NICHD is turning its back on continuing SIDS funding & research

For the first time since the SIDS Act of 1974, the Eunice Kennedy Shriver National Institute of Child Health and Human Development (NICHD) has released a strategic plan with no priority given to SIDS/SUID research, infant mortality, or risk reduction interventions, training or outreach related to these topics.

Let that sink in for a moment …

For over 40 years, our federal government has supported research and education around the leading causes of death for babies — Sudden Infant Death Syndrome.

If we don’t act now, that will no longer be the case.

SIDS still claims the lives of 3,600 babies every year and that number is half of what is used to be thanks to past funding and the initiatives it supported. Every year another 4 million babies will be born in the United States and it will be critical for new parents to learn about Safe Sleep guidelines. Social workers, nurses, day care workers, and other care providers need to be trained in risk reduction interventions. Without this, the rate of SIDS and other sleep-related deaths will begin to creep up again, similar to what we’re seeing in the U.K.

Babies might not be a funding priority to the government but they are to us and we know they are to you as well.

So we’re going to do something about it. And we’re asking you to join our effort.

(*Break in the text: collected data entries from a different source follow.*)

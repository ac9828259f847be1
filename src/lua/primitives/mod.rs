//! Lua primitive functions exposed to scripts.
//!
//! # Available Primitives
//!
//! - `log` - Logging functions (info, warn, error, debug)
//! - `messaging` - Peer messaging (remote_send, encode, hash)
//!
//! # Adding New Primitives
//!
//! 1. Create a new module (e.g., `foo.rs`)
//! 2. Implement a `register(lua: &Lua) -> Result<()>` function
//! 3. Add `pub mod foo;` here
//! 4. Call `foo::register(lua)?;` in `register_all`

pub mod log;
pub mod messaging;

use anyhow::Result;
use mlua::Lua;

/// Register every primitive table on `lua`.
///
/// # Errors
///
/// Returns an error if any table or function fails to register.
pub fn register_all(lua: &Lua) -> Result<()> {
    log::register(lua)?;
    messaging::register(lua)?;
    Ok(())
}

The NICHD is accepting written comments about their draft strategic plan and provides the opportunity for you to let them know that they need to be committed to saving babies lives!

Comments can be emailed to NICHDStrategicPlan@nih.gov and need to be received by February 15th. Please feel free to draft your own comments but you can also use the language below to help you craft your message to NICHD.

Subject line: Include SIDS funding and research in your newly proposed strategic plan

My name is (insert name) and I’m asking you to reintroduce SIDS funding and research in your proposed strategic plan.

(If comfortable, insert personal anecdote.)

For more than 40 years, NICHD has made SIDS a priority in funding and research, and the results speak for themselves. Today, SIDS and other sleep-related deaths claim the lives of nearly 4,000 infants a year — half of what this number used to be without your support, but still, more than it should be.

Every year, another 4 million babies will be born in the United States, and it will be ABSOLUTELY IMPORTANT for new parents to learn about Safe Sleep guidelines, and social workers, nurses, day care workers, and other care providers must be trained on risk reduction interventions to ensure these babies make it to their first birthday.

Do right by our children and this nation’s future. Please include SIDS funding and research in your upcoming proposed strategic plan.